[Stored data entries]
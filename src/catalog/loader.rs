//! Schema document loading.
//!
//! Currently supports:
//! - **TOML** (.toml)
//! - **JSON** (.json)
//!
//! Locators are resolved against a project root unless they are absolute.

use std::fs;
use std::path::{Path, PathBuf};

use super::{SchemaCatalog, SchemaError, SchemaResult, Table};

/// Format of a schema document.
#[derive(Debug, Clone, Copy, PartialEq, Eq)]
pub enum SchemaFormat {
    Toml,
    Json,
}

impl SchemaFormat {
    /// Select the format from a file extension.
    pub fn from_path(path: &Path) -> SchemaResult<Self> {
        let extension = path.extension().and_then(|e| e.to_str()).unwrap_or("");
        match extension {
            "toml" => Ok(SchemaFormat::Toml),
            "json" => Ok(SchemaFormat::Json),
            _ => Err(SchemaError::UnsupportedExtension {
                extension: extension.to_string(),
            }),
        }
    }
}

/// Resolve a schema locator relative to `root`.
pub fn resolve_locator(root: &Path, locator: &str) -> PathBuf {
    let path = Path::new(locator);
    if path.is_absolute() {
        path.to_path_buf()
    } else {
        root.join(path)
    }
}

/// Parse a schema document from a string.
///
/// `origin` is only used in error messages.
pub fn parse_catalog(content: &str, format: SchemaFormat, origin: &str) -> SchemaResult<SchemaCatalog> {
    let parsed = match format {
        SchemaFormat::Toml => toml::from_str::<SchemaCatalog>(content).map_err(|e| e.to_string()),
        SchemaFormat::Json => {
            serde_json::from_str::<SchemaCatalog>(content).map_err(|e| e.to_string())
        }
    };

    parsed.map_err(|message| SchemaError::Parse {
        path: origin.to_string(),
        message,
    })
}

/// Load the full schema document at `locator`.
pub fn load_catalog(root: &Path, locator: &str) -> SchemaResult<SchemaCatalog> {
    let path = resolve_locator(root, locator);
    if !path.exists() {
        return Err(SchemaError::FileNotFound {
            path: path.display().to_string(),
        });
    }

    let format = SchemaFormat::from_path(&path)?;
    let content = fs::read_to_string(&path)?;
    tracing::debug!(path = %path.display(), ?format, "loading schema catalog");

    parse_catalog(&content, format, &path.display().to_string())
}

/// Load the document at `locator` and extract the table named `table`.
pub fn load_table(root: &Path, locator: &str, table: &str) -> SchemaResult<Table> {
    let catalog = load_catalog(root, locator)?;
    let table = catalog.into_table(table)?;
    tracing::debug!(
        table = %table.name,
        columns = table.columns.len(),
        "schema table resolved"
    );
    Ok(table)
}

**WHAT THE EXERCISE ASKS**
Give the number of lines in the data that contain the word "root", and add no other text.

**TASK OUTPUT**
8